Mesclando assim a narrativa tradicional de uma história forte aos experimentos formais da vanguarda, o filme foi aclamado em sua estreia no Colisée assim como na gala organizada por Jean Pascal (FORD, 1968, pp. 28-29). Animada com este sucesso, Germaine retornou à Société des Ciné-Romans para realizar Antoinette Sabrier (Antoinette Sabrier, 1927), a partir da peça de Romain Coolus, um grande sucesso do teatro parisiense da época.

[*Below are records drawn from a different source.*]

//! Clipvault CLI — feed-to-sink media ingestion pipeline.
//!
//! Watches a content feed, downloads new items, splits them into
//! fixed-duration chunks, uploads the chunks to a destination sink,
//! and records results in a durable git-backed catalog.

mod commands;

use clap::Parser;
use color_eyre::eyre::Result;

use commands::Cli;

#[tokio::main]
async fn main() -> Result<()> {
    color_eyre::install()?;
    let cli = Cli::parse();
    commands::init_tracing(&cli);
    commands::run(cli).await
}
//! Optional network-indirection policy for downloads.
//!
//! When configured, the downloader must route retrieval through a
//! working proxy. The public-list resolver fetches a small candidate
//! list, probes each candidate against a known reachable endpoint with
//! a short timeout, and selects the first success. Proxy resolution is
//! a pluggable seam, not a core correctness requirement — deployments
//! without the policy simply run the downloader without a resolver.

use std::time::Duration;

use async_trait::async_trait;
use reqwest::{Client, Proxy};
use tracing::{debug, info, instrument, warn};

use clipvault_shared::{ClipvaultError, ProxyConfig, Result};

/// Chooses a working proxy URL for one retrieval.
#[async_trait]
pub trait ProxyResolver: Send + Sync {
    /// Resolve a working proxy URL (e.g. `http://host:port`), or fail
    /// with a download error when none can be found.
    async fn resolve(&self) -> Result<String>;
}

// ---------------------------------------------------------------------------
// Public-list resolver
// ---------------------------------------------------------------------------

/// Resolver backed by a plain-text public candidate list.
pub struct PublicListResolver {
    client: Client,
    list_url: String,
    probe_url: String,
    probe_timeout: Duration,
    max_probes: usize,
}

impl PublicListResolver {
    /// Build a resolver from the proxy config section.
    pub fn new(config: &ProxyConfig) -> Result<Self> {
        let client = Client::builder()
            .timeout(Duration::from_secs(config.probe_timeout_secs.max(1) * 2))
            .build()
            .map_err(|e| ClipvaultError::download(format!("failed to build HTTP client: {e}")))?;

        Ok(Self {
            client,
            list_url: config.list_url.clone(),
            probe_url: config.probe_url.clone(),
            probe_timeout: Duration::from_secs(config.probe_timeout_secs),
            max_probes: config.max_probes,
        })
    }

    /// Fetch the candidate list and normalize it to proxy URLs.
    async fn candidates(&self) -> Result<Vec<String>> {
        let body = self
            .client
            .get(&self.list_url)
            .send()
            .await
            .map_err(|e| ClipvaultError::download(format!("proxy list fetch: {e}")))?
            .error_for_status()
            .map_err(|e| ClipvaultError::download(format!("proxy list fetch: {e}")))?
            .text()
            .await
            .map_err(|e| ClipvaultError::download(format!("proxy list body: {e}")))?;

        Ok(candidate_lines(&body, self.max_probes))
    }

    /// Probe one candidate against the known reachable endpoint.
    async fn probe(&self, candidate: &str) -> bool {
        let proxy = match Proxy::all(candidate) {
            Ok(p) => p,
            Err(e) => {
                debug!(candidate, error = %e, "invalid proxy candidate");
                return false;
            }
        };

        let client = match Client::builder()
            .proxy(proxy)
            .timeout(self.probe_timeout)
            .build()
        {
            Ok(c) => c,
            Err(_) => return false,
        };

        match client.get(&self.probe_url).send().await {
            Ok(response) => response.status().is_success(),
            Err(e) => {
                debug!(candidate, error = %e, "probe failed");
                false
            }
        }
    }
}

#[async_trait]
impl ProxyResolver for PublicListResolver {
    #[instrument(skip_all, fields(list_url = %self.list_url))]
    async fn resolve(&self) -> Result<String> {
        let candidates = self.candidates().await?;
        if candidates.is_empty() {
            return Err(ClipvaultError::download("proxy list yielded no candidates"));
        }

        let total = candidates.len();
        for (i, candidate) in candidates.iter().enumerate() {
            debug!(candidate, probe = i + 1, total, "probing proxy candidate");
            if self.probe(candidate).await {
                info!(candidate, "selected working proxy");
                return Ok(candidate.clone());
            }
        }

        warn!(probed = total, "no working proxy found");
        Err(ClipvaultError::download(format!(
            "no working proxy among {total} candidates"
        )))
    }
}

/// Parse candidate lines into normalized proxy URLs, bounded by `max`.
fn candidate_lines(body: &str, max: usize) -> Vec<String> {
    body.lines()
        .map(str::trim)
        .filter(|line| !line.is_empty() && !line.starts_with('#'))
        .take(max)
        .map(|line| {
            if line.contains("://") {
                line.to_string()
            } else {
                format!("http://{line}")
            }
        })
        .collect()
}

#[cfg(test)]
mod tests {
    use super::*;
    use wiremock::matchers::{method, path};
    use wiremock::{Mock, MockServer, ResponseTemplate};

    fn config(list_url: String) -> ProxyConfig {
        ProxyConfig {
            enabled: true,
            list_url,
            probe_url: "http://probe.invalid/".into(),
            probe_timeout_secs: 1,
            max_probes: 3,
            ..Default::default()
        }
    }

    #[test]
    fn candidate_lines_normalize_and_bound() {
        let body = "1.2.3.4:8080\n\n# comment\nsocks5://5.6.7.8:1080\n9.9.9.9:3128\n10.0.0.1:80\n";
        let lines = candidate_lines(body, 3);
        assert_eq!(
            lines,
            vec![
                "http://1.2.3.4:8080",
                "socks5://5.6.7.8:1080",
                "http://9.9.9.9:3128",
            ]
        );
    }

    #[tokio::test]
    async fn first_working_candidate_wins() {
        let probe_target = MockServer::start().await;
        Mock::given(wiremock::matchers::any())
            .respond_with(ResponseTemplate::new(200))
            .mount(&probe_target)
            .await;

        // One dead candidate, then the mock server acting as a proxy.
        let proxy_addr = probe_target.uri().trim_start_matches("http://").to_string();
        let list = MockServer::start().await;
        Mock::given(method("GET"))
            .and(path("/proxies.txt"))
            .respond_with(
                ResponseTemplate::new(200)
                    .set_body_string(format!("127.0.0.1:1\n{proxy_addr}\n")),
            )
            .mount(&list)
            .await;

        let resolver =
            PublicListResolver::new(&config(format!("{}/proxies.txt", list.uri()))).unwrap();
        let chosen = resolver.resolve().await.expect("resolve");
        assert_eq!(chosen, format!("http://{proxy_addr}"));
    }

    #[tokio::test]
    async fn no_working_candidate_is_a_download_error() {
        let list = MockServer::start().await;
        Mock::given(method("GET"))
            .and(path("/proxies.txt"))
            .respond_with(ResponseTemplate::new(200).set_body_string("127.0.0.1:1\n127.0.0.1:2\n"))
            .mount(&list)
            .await;

        let resolver =
            PublicListResolver::new(&config(format!("{}/proxies.txt", list.uri()))).unwrap();
        let err = resolver.resolve().await.unwrap_err();
        assert!(matches!(err, ClipvaultError::Download(_)));
        assert!(err.to_string().contains("no working proxy"));
    }

    #[tokio::test]
    async fn empty_list_is_a_download_error() {
        let list = MockServer::start().await;
        Mock::given(method("GET"))
            .and(path("/proxies.txt"))
            .respond_with(ResponseTemplate::new(200).set_body_string("\n# nothing here\n"))
            .mount(&list)
            .await;

        let resolver =
            PublicListResolver::new(&config(format!("{}/proxies.txt", list.uri()))).unwrap();
        let err = resolver.resolve().await.unwrap_err();
        assert!(err.to_string().contains("no candidates"));
    }

    #[tokio::test]
    async fn unreachable_list_is_a_download_error() {
        let resolver =
            PublicListResolver::new(&config("http://127.0.0.1:1/proxies.txt".into())).unwrap();
        let err = resolver.resolve().await.unwrap_err();
        assert!(matches!(err, ClipvaultError::Download(_)));
    }
}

Na adaptação da peça por Dulac, um industrial absorvido pelo trabalho se debate num conflito sentimental entre a esposa legítima, que ele ama, mas negligencia, e uma mulher mais jovem e brilhante, que encarna a seus olhos o amor ideal. Como A loucura dos valentes, seu Antoinette Sabrier foi aplaudido tanto pelos cinéfilos quanto pelo público em geral (FORD, 1968). Mas aqui Germaine não se satisfez com o resultado e rompeu, mais uma vez, o contrato com Nalpas, decidida a retomar seu cinema puro, que era a sua paixão.

Dulac rodou então o belo e sofisticado média-metragem O convite à viagem (L’invitation au voyage, 1927), um poema visual todo feito de gestos, símbolos e atmosferas, onde os personagens “falam” apenas com os olhos. O filme transpõe em imagens o simbolismo decadente do poema em prosa O convite à viagem, do livro Le Spleen de Paris, de Charles Baudelaire.

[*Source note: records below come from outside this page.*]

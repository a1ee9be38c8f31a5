//! Shared types, error model, and configuration for Clipvault.
//!
//! This crate is the foundation depended on by all other Clipvault crates.
//! It provides:
//! - [`ClipvaultError`] — the unified error type
//! - Domain types ([`CatalogEntry`], [`Part`], [`FeedItem`], [`JobId`])
//! - Configuration ([`AppConfig`], [`PipelineConfig`], config loading)

pub mod config;
pub mod error;
pub mod types;

// Re-export public API at crate root for ergonomic imports.
pub use config::{
    AppConfig, CatalogConfig, DownloadConfig, FeedConfig, ObserverConfig, OperatorConfig,
    PipelineConfig, ProxyConfig, SegmentConfig, SinkConfig, config_dir, config_file_path,
    init_config, load_config, load_config_from, secret_from_env,
};
pub use error::{ClipvaultError, Result};
pub use types::{CatalogEntry, FeedItem, JobId, Part, short_title};
//! Fixed-interval segmenting via the external `ffmpeg` program.
//!
//! Splits a full-length file into independently playable chunks with
//! deterministic zero-padded sequential names. The full-length input is
//! removed immediately after a successful split to bound disk usage,
//! regardless of what happens downstream.

use std::path::{Path, PathBuf};
use std::time::Duration;

use tokio::process::Command;
use tracing::{info, instrument};

use clipvault_shared::{ClipvaultError, Result, SegmentConfig};

/// Default external transcoder program.
const DEFAULT_PROGRAM: &str = "ffmpeg";

/// Options controlling one segmenting invocation.
#[derive(Debug, Clone)]
pub struct SegmentOptions {
    /// Transcoder program name or path.
    pub program: String,
    /// Hard execution timeout.
    pub timeout: Duration,
}

impl Default for SegmentOptions {
    fn default() -> Self {
        Self {
            program: DEFAULT_PROGRAM.into(),
            timeout: Duration::from_secs(1800),
        }
    }
}

impl From<&SegmentConfig> for SegmentOptions {
    fn from(config: &SegmentConfig) -> Self {
        Self {
            program: DEFAULT_PROGRAM.into(),
            timeout: Duration::from_secs(config.timeout_secs),
        }
    }
}

/// Splits retrieved media into ordered fixed-duration chunks.
pub struct Segmenter {
    opts: SegmentOptions,
}

impl Segmenter {
    pub fn new(opts: SegmentOptions) -> Self {
        Self { opts }
    }

    /// Split `input` into chunks of `chunk_seconds` inside `workspace`.
    ///
    /// Returns chunk paths sorted ascending by segment index. On
    /// success the input file is deleted before returning.
    #[instrument(skip_all, fields(input = %input.display(), chunk_seconds = chunk_seconds))]
    pub async fn split(
        &self,
        input: &Path,
        chunk_seconds: u32,
        workspace: &Path,
    ) -> Result<Vec<PathBuf>> {
        let stem = input
            .file_stem()
            .and_then(|s| s.to_str())
            .ok_or_else(|| ClipvaultError::segment("input file has no usable name"))?;
        // "<id>_full" -> "<id>"
        let prefix = stem.strip_suffix("_full").unwrap_or(stem).to_string();
        let template = workspace.join(format!("{prefix}_part_%03d.mp4"));

        // Timestamps reset per chunk so each part plays standalone.
        let output = tokio::time::timeout(
            self.opts.timeout,
            Command::new(&self.opts.program)
                .arg("-i")
                .arg(input)
                .args(["-c:v", "libx264", "-preset", "veryfast"])
                .args(["-c:a", "aac"])
                .args(["-map", "0"])
                .args(["-segment_time", &chunk_seconds.to_string()])
                .args(["-f", "segment"])
                .args(["-reset_timestamps", "1"])
                .args(["-movflags", "+faststart"])
                .arg(&template)
                .kill_on_drop(true)
                .output(),
        )
        .await
        .map_err(|_| {
            ClipvaultError::segment(format!(
                "transcode timed out after {}s",
                self.opts.timeout.as_secs()
            ))
        })?
        .map_err(|e| {
            ClipvaultError::segment(format!(
                "failed to spawn {}: {e}. Is it installed?",
                self.opts.program
            ))
        })?;

        if !output.status.success() {
            let stderr = String::from_utf8_lossy(&output.stderr);
            return Err(ClipvaultError::segment(format!(
                "{} exited with {}: {}",
                self.opts.program,
                output.status,
                crate::stderr_tail(&stderr, 300)
            )));
        }

        // Bound disk usage before anything else happens.
        std::fs::remove_file(input).map_err(|e| ClipvaultError::io(input, e))?;

        let chunks = collect_chunks(workspace, &format!("{prefix}_part_"))?;
        if chunks.is_empty() {
            return Err(ClipvaultError::segment("transcoder produced no chunks"));
        }

        info!(chunks = chunks.len(), "segmenting complete");
        Ok(chunks)
    }
}

/// Collect chunk files with the given prefix, sorted by name — the
/// zero-padded naming makes lexicographic order equal index order.
fn collect_chunks(workspace: &Path, prefix: &str) -> Result<Vec<PathBuf>> {
    let entries =
        std::fs::read_dir(workspace).map_err(|e| ClipvaultError::io(workspace, e))?;

    let mut chunks: Vec<PathBuf> = entries
        .flatten()
        .map(|e| e.path())
        .filter(|p| {
            p.file_name()
                .and_then(|n| n.to_str())
                .is_some_and(|n| n.starts_with(prefix))
        })
        .collect();

    chunks.sort();
    Ok(chunks)
}
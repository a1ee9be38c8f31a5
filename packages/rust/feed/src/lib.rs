//! Feed scanning: which items exist upstream that the catalog lacks?
//!
//! The scanner fetches the syndication feed (newest-first order assumed
//! from the source), diffs it against the catalog's ids, and offers the
//! complement either oldest-first for automatic processing or in feed
//! order for manual selection. An unreachable or malformed feed is
//! treated as "no new items" — the trigger surface must never fail just
//! because the feed had a bad day.

mod parser;

use std::collections::HashSet;

use reqwest::Client;
use tracing::{debug, info, instrument, warn};

use clipvault_shared::{ClipvaultError, FeedItem, Result};

pub use parser::parse_feed;

/// Default timeout in seconds for fetching the feed.
const DEFAULT_TIMEOUT_SECS: u64 = 15;

/// User-Agent string for feed requests.
const USER_AGENT: &str = concat!("Clipvault/", env!("CARGO_PKG_VERSION"));

// ---------------------------------------------------------------------------
// Scan options
// ---------------------------------------------------------------------------

/// Configuration for feed fetches.
#[derive(Debug, Clone)]
pub struct ScanOptions {
    /// Timeout for HTTP requests in seconds.
    pub timeout_secs: u64,
}

impl Default for ScanOptions {
    fn default() -> Self {
        Self {
            timeout_secs: DEFAULT_TIMEOUT_SECS,
        }
    }
}

// ---------------------------------------------------------------------------
// FeedScanner
// ---------------------------------------------------------------------------

/// Fetches the external feed and computes items not yet in the catalog.
pub struct FeedScanner {
    client: Client,
    feed_url: String,
}

impl FeedScanner {
    /// Create a new scanner for the given feed URL.
    pub fn new(feed_url: impl Into<String>, opts: &ScanOptions) -> Result<Self> {
        let client = Client::builder()
            .user_agent(USER_AGENT)
            .timeout(std::time::Duration::from_secs(opts.timeout_secs))
            .build()
            .map_err(|e| ClipvaultError::feed(format!("failed to build HTTP client: {e}")))?;

        Ok(Self {
            client,
            feed_url: feed_url.into(),
        })
    }

    /// Compute the new items, **oldest-first** relative to the feed, so
    /// repeated runs preserve chronological upload order.
    ///
    /// Unreachable or malformed feeds yield an empty set.
    #[instrument(skip_all, fields(feed_url = %self.feed_url))]
    pub async fn scan(&self, existing_ids: &HashSet<String>) -> Vec<FeedItem> {
        let mut new_items = self.new_items(existing_ids).await;
        new_items.reverse();
        new_items
    }

    /// Up to `limit` new items in feed order (newest-first), for manual
    /// selection menus.
    #[instrument(skip_all, fields(feed_url = %self.feed_url, limit = limit))]
    pub async fn preview(&self, existing_ids: &HashSet<String>, limit: usize) -> Vec<FeedItem> {
        let mut new_items = self.new_items(existing_ids).await;
        new_items.truncate(limit);
        new_items
    }

    /// New items in feed order. Fetch or parse failures degrade to empty.
    async fn new_items(&self, existing_ids: &HashSet<String>) -> Vec<FeedItem> {
        let items = match self.fetch_items().await {
            Ok(items) => items,
            Err(e) => {
                warn!(error = %e, "feed fetch failed, treating as no new items");
                return Vec::new();
            }
        };

        let new_items: Vec<FeedItem> = items
            .into_iter()
            .filter(|item| !existing_ids.contains(&item.id))
            .collect();

        info!(new_items = new_items.len(), "feed scan complete");
        new_items
    }

    /// Fetch and parse the feed document.
    async fn fetch_items(&self) -> Result<Vec<FeedItem>> {
        let response = self
            .client
            .get(&self.feed_url)
            .send()
            .await
            .map_err(|e| ClipvaultError::feed(format!("{}: {e}", self.feed_url)))?;

        let status = response.status();
        if !status.is_success() {
            return Err(ClipvaultError::feed(format!(
                "{}: HTTP {status}",
                self.feed_url
            )));
        }

        let body = response
            .text()
            .await
            .map_err(|e| ClipvaultError::feed(format!("failed to read feed body: {e}")))?;

        let items = parser::parse_feed(&body)?;
        debug!(entries = items.len(), "feed parsed");
        Ok(items)
    }
}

Na trama objetiva que mergulha o tempo todo em outra trama subjetiva, uma estranha mulher (Emma Gynt) entra pela porta giratória do cabaré L’invitation au voyage não se sabe atrás de quem ou de quê. A decoração do cabaré é toda marítima: a fachada é formada por dois faróis; o bar em forma de proa evoca o bateau ivre de Rimbaud; o palco é uma barcaça; as paredes trazem gaivotas, sereias, ilhas, velas e âncoras pintadas e as janelinhas do local são escotilhas. No palco apresentam-se cantores mudos e uma banda exótica formada por duas mulheres e um homem: uma violinista, uma tocadora de banjo e um baterista.

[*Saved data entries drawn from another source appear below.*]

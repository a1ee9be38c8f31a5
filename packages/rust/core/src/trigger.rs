//! Operator trigger surface.
//!
//! Every way a job can start funnels through here: the automatic scan
//! picks the oldest uncatalogued item, the manual path lets the single
//! authorized operator pick one by id. Both paths go through the same
//! orchestrator, so the single-flight rule holds no matter who asked.

use std::collections::HashSet;
use std::sync::Arc;

use async_trait::async_trait;
use tracing::{info, instrument, warn};

use clipvault_catalog::Catalog;
use clipvault_feed::FeedScanner;
use clipvault_shared::{ClipvaultError, FeedItem, Result};

use crate::job::JobStage;
use crate::pipeline::{Orchestrator, RunReport};

/// Where candidate items come from.
#[async_trait]
pub trait FeedSource: Send + Sync {
    /// New items, oldest first.
    async fn scan(&self, existing_ids: &HashSet<String>) -> Vec<FeedItem>;

    /// Up to `limit` new items in feed order, for selection menus.
    async fn preview(&self, existing_ids: &HashSet<String>, limit: usize) -> Vec<FeedItem>;
}

#[async_trait]
impl FeedSource for FeedScanner {
    async fn scan(&self, existing_ids: &HashSet<String>) -> Vec<FeedItem> {
        FeedScanner::scan(self, existing_ids).await
    }

    async fn preview(&self, existing_ids: &HashSet<String>, limit: usize) -> Vec<FeedItem> {
        FeedScanner::preview(self, existing_ids, limit).await
    }
}

// ---------------------------------------------------------------------------
// Actions
// ---------------------------------------------------------------------------

/// What an operator asked for.
#[derive(Debug, Clone, PartialEq, Eq)]
pub enum Action {
    /// Show uncatalogued items available for processing.
    ListPending,
    /// Process one item by its external id.
    ProcessItem(String),
    /// Report whether a job is running, and in which stage.
    QueryStatus,
}

/// Result of handling an operator action.
#[derive(Debug)]
pub enum Outcome {
    /// Pending items, in feed order.
    Pending(Vec<FeedItem>),
    /// A job ran to completion.
    Completed(RunReport),
    /// Current busy/stage snapshot.
    Status(StatusSnapshot),
}

/// Point-in-time view of the job slot.
#[derive(Debug, Clone, Copy, PartialEq, Eq)]
pub struct StatusSnapshot {
    pub busy: bool,
    pub stage: Option<JobStage>,
}

// ---------------------------------------------------------------------------
// Trigger surface
// ---------------------------------------------------------------------------

/// Entry point for both scheduled and operator-driven processing.
pub struct TriggerSurface {
    feed: Arc<dyn FeedSource>,
    catalog: Arc<dyn Catalog>,
    orchestrator: Arc<Orchestrator>,
    authorized_id: String,
    preview_limit: usize,
}

impl TriggerSurface {
    pub fn new(
        feed: Arc<dyn FeedSource>,
        catalog: Arc<dyn Catalog>,
        orchestrator: Arc<Orchestrator>,
        authorized_id: impl Into<String>,
        preview_limit: usize,
    ) -> Self {
        Self {
            feed,
            catalog,
            orchestrator,
            authorized_id: authorized_id.into(),
            preview_limit,
        }
    }

    /// Whether `operator_id` is the configured operator. An empty
    /// configuration authorizes nobody.
    pub fn authorize(&self, operator_id: &str) -> bool {
        !self.authorized_id.is_empty() && operator_id == self.authorized_id
    }

    /// Scheduled trigger: process the oldest uncatalogued item, if any.
    ///
    /// Returns `Ok(None)` when the feed has nothing new. A concurrent
    /// job surfaces as [`ClipvaultError::Busy`] and the tick is simply
    /// skipped, never queued.
    #[instrument(skip_all)]
    pub async fn trigger_automatic(&self) -> Result<Option<RunReport>> {
        // Reject before the catalog sync and feed fetch: both touch the
        // same checkout and network the running job is using.
        if self.orchestrator.lock().is_busy() {
            return Err(ClipvaultError::Busy);
        }

        let existing = self.catalogued_ids().await?;
        let mut pending = self.feed.scan(&existing).await;
        if pending.is_empty() {
            info!("no new items in the feed");
            return Ok(None);
        }

        let next = pending.remove(0);
        info!(item_id = %next.id, queued_behind = pending.len(), "processing oldest new item");
        let report = self.orchestrator.run(next).await?;
        Ok(Some(report))
    }

    /// Operator-driven trigger for one item by id.
    ///
    /// The item must still be pending: already-catalogued or unknown
    /// ids are rejected rather than reprocessed.
    #[instrument(skip_all, fields(item_id = %item_id))]
    pub async fn trigger_manual(&self, operator_id: &str, item_id: &str) -> Result<RunReport> {
        if !self.authorize(operator_id) {
            warn!(operator_id, "rejected unauthorized trigger");
            return Err(ClipvaultError::config("operator not authorized"));
        }
        if self.orchestrator.lock().is_busy() {
            return Err(ClipvaultError::Busy);
        }

        let existing = self.catalogued_ids().await?;
        let pending = self.feed.scan(&existing).await;
        let item = pending
            .into_iter()
            .find(|item| item.id == item_id)
            .ok_or_else(|| {
                ClipvaultError::feed(format!("item {item_id} is not pending processing"))
            })?;

        self.orchestrator.run(item).await
    }

    /// Pending items in feed order, bounded by the preview limit.
    pub async fn list_pending(&self, operator_id: &str) -> Result<Vec<FeedItem>> {
        if !self.authorize(operator_id) {
            return Err(ClipvaultError::config("operator not authorized"));
        }
        let existing = self.catalogued_ids().await?;
        Ok(self.feed.preview(&existing, self.preview_limit).await)
    }

    /// Busy/stage snapshot of the job slot.
    pub fn query_status(&self) -> StatusSnapshot {
        let lock = self.orchestrator.lock();
        StatusSnapshot {
            busy: lock.is_busy(),
            stage: lock.current_stage(),
        }
    }

    /// Dispatch one operator action. Every variant is gated on the
    /// configured operator.
    pub async fn handle(&self, operator_id: &str, action: Action) -> Result<Outcome> {
        if !self.authorize(operator_id) {
            warn!(operator_id, ?action, "rejected unauthorized action");
            return Err(ClipvaultError::config("operator not authorized"));
        }

        match action {
            Action::ListPending => Ok(Outcome::Pending(self.list_pending(operator_id).await?)),
            Action::ProcessItem(item_id) => Ok(Outcome::Completed(
                self.trigger_manual(operator_id, &item_id).await?,
            )),
            Action::QueryStatus => Ok(Outcome::Status(self.query_status())),
        }
    }

    async fn catalogued_ids(&self) -> Result<HashSet<String>> {
        let entries = self.catalog.load().await?;
        Ok(entries.into_iter().map(|e| e.id).collect())
    }
}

Dominada pelo spleen, a dama misteriosa recusa os avanços masculinos e assusta-se quando um galanteador lhe oferece flores: põe-se de pé ofendida, deixando o galanteador estarrecido. Após o pasmo, ele se vinga dividindo o buquê entre três garotas fáceis. A música não para de tocar.

A mulher de grandes olhos tristes recusa-se, porém, a tirar o casaco e o garçom se esforça para comunicar-se com ela. Diante do cardápio, ela fica mais perdida que nunca. O garçom traduz o conteúdo para diversas línguas até que ela entenda alguma coisa. Mas diante de outro homem que se veste como um comandante de navio, aproximando-se sem alarde, ela estabelece uma conexão.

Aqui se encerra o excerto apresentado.